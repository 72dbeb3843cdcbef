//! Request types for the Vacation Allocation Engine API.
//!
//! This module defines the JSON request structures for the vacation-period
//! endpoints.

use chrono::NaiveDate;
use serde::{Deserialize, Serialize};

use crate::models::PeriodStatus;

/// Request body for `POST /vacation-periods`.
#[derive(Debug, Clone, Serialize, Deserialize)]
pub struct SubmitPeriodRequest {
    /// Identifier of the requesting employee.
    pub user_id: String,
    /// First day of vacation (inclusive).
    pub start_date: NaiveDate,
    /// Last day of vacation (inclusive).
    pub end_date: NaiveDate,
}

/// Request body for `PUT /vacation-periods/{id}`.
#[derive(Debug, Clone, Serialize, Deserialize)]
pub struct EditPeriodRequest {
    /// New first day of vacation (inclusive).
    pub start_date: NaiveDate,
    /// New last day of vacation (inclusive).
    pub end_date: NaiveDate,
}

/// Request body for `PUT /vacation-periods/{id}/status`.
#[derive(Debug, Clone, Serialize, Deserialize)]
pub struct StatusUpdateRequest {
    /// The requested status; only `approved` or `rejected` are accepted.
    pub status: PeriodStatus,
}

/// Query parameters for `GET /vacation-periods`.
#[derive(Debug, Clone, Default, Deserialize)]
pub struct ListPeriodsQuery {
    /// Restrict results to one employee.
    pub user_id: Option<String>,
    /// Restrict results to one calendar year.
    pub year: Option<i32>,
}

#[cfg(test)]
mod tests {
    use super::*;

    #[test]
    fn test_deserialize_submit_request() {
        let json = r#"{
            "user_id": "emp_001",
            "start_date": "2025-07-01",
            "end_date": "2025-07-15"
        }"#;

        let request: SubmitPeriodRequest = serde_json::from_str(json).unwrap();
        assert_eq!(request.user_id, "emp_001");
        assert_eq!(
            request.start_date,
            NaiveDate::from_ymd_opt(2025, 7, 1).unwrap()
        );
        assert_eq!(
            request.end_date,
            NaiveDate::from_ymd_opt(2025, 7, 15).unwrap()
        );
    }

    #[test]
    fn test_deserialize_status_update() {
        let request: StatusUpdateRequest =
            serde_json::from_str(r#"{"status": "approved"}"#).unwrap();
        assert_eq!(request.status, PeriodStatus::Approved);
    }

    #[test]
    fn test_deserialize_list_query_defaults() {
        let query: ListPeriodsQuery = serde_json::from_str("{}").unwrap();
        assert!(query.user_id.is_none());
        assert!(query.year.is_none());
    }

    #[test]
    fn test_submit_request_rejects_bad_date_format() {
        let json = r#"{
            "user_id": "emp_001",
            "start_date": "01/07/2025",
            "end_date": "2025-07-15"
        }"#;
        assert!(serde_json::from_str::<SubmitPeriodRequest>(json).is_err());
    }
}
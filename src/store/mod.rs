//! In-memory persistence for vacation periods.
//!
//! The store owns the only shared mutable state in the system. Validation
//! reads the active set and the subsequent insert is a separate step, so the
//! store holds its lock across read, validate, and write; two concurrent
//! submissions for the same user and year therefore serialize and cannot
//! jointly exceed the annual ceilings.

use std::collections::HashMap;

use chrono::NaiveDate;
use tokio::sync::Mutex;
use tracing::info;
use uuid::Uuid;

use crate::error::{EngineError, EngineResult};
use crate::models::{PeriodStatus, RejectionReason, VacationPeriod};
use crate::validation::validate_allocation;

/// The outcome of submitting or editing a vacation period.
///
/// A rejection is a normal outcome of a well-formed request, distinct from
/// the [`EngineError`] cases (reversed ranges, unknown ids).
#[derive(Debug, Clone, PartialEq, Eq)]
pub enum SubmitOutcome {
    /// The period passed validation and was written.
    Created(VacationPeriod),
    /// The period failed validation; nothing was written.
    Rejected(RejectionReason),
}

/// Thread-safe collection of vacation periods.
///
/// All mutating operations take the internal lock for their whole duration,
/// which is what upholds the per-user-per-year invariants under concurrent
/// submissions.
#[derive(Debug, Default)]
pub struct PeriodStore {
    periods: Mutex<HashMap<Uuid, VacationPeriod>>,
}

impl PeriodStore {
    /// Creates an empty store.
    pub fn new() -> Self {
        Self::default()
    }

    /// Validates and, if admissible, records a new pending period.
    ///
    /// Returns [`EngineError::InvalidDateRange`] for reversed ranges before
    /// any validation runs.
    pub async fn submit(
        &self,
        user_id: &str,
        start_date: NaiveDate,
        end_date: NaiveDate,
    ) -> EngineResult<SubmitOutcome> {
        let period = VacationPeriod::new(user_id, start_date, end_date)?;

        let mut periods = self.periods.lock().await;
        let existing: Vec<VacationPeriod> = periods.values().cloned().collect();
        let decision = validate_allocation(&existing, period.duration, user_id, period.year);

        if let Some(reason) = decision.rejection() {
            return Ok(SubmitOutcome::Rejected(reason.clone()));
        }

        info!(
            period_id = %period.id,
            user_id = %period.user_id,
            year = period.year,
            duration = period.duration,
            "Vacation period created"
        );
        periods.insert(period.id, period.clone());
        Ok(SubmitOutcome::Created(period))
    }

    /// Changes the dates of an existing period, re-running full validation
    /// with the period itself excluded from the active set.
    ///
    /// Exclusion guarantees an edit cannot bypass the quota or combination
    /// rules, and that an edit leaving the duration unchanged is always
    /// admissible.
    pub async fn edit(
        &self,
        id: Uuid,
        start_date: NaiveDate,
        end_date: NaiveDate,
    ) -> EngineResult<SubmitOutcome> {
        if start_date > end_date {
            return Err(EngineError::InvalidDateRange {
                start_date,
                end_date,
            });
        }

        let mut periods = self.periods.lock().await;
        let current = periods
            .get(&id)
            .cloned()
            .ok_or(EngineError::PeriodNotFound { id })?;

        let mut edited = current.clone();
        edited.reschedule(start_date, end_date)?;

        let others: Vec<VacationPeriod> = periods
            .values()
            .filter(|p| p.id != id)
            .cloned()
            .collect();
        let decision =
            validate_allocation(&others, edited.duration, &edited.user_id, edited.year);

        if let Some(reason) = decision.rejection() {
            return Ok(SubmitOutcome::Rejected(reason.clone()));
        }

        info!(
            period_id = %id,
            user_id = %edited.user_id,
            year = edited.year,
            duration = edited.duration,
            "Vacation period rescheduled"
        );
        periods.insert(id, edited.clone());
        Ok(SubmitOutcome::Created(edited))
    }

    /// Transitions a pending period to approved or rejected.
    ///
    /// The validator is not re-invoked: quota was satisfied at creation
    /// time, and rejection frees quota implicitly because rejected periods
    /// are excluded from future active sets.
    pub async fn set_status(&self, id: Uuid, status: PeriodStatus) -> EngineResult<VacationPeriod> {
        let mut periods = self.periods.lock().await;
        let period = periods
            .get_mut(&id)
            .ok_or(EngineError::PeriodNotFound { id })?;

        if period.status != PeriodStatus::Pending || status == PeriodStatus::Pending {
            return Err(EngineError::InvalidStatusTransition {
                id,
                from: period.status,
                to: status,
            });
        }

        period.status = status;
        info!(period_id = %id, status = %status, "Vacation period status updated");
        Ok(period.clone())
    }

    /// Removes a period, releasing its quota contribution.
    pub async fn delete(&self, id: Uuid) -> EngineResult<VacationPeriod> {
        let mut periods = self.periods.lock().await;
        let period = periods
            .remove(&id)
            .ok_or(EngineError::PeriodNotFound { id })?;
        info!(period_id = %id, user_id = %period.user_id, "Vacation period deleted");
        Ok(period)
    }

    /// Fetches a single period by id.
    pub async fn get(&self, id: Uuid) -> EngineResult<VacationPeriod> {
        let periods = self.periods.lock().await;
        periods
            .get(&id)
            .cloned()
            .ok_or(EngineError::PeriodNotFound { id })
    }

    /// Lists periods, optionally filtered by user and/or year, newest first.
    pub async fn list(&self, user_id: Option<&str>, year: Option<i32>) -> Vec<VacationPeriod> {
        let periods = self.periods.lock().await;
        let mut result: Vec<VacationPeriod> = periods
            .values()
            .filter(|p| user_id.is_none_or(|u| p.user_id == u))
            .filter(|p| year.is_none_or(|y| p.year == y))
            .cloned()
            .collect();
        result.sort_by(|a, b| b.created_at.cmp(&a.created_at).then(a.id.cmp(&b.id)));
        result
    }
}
........
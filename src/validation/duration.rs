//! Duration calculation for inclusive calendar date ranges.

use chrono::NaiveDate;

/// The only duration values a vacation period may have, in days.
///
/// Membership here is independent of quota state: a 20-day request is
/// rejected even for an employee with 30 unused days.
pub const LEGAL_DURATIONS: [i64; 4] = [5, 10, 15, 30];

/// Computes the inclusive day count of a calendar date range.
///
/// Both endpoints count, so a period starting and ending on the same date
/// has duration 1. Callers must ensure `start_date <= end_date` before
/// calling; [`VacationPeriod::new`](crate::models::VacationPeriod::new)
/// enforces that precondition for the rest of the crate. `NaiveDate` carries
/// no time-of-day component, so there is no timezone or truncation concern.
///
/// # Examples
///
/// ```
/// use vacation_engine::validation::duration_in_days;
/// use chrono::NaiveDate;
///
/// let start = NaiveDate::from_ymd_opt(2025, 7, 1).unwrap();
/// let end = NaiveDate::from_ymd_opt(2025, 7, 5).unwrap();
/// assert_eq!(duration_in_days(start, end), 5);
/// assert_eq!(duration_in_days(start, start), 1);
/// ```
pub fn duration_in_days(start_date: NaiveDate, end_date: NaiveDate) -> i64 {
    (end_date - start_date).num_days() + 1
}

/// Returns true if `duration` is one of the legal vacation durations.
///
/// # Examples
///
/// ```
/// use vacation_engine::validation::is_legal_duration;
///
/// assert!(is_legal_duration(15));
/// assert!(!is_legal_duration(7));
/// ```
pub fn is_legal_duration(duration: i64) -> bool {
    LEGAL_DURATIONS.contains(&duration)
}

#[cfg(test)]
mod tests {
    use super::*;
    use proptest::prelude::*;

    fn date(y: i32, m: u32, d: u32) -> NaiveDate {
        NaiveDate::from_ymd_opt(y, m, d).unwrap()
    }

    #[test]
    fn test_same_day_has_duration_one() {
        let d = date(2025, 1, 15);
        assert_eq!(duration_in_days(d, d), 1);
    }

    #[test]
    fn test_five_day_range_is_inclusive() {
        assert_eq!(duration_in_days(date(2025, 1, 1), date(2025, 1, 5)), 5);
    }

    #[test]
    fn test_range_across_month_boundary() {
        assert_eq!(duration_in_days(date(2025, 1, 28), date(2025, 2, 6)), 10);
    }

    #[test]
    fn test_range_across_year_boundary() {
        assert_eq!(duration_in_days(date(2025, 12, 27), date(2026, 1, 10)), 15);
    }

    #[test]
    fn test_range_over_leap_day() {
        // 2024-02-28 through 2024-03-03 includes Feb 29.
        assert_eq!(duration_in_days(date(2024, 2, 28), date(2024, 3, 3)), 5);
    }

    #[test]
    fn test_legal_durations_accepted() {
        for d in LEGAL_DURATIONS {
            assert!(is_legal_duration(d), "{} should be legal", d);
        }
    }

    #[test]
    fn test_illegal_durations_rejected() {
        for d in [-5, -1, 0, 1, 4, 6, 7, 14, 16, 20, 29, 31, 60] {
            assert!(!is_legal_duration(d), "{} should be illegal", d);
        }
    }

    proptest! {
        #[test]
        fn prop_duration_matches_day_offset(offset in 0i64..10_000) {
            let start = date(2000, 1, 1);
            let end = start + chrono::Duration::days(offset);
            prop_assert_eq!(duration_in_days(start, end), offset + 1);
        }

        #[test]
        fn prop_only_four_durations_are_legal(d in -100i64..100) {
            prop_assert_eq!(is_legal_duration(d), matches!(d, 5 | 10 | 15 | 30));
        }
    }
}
........
Directions for this task: Out of the data above, set down the lines from the one with "repository 72dbeb3843cdcbef" to the one with "use crate::models::PeriodStatus;", both included, exactly as written and with no additions.

Expected answer:
repository 72dbeb3843cdcbef
//! Request types for the Vacation Allocation Engine API.
//!
//! This module defines the JSON request structures for the vacation-period
//! endpoints.

use chrono::NaiveDate;
use serde::{Deserialize, Serialize};

use crate::models::PeriodStatus;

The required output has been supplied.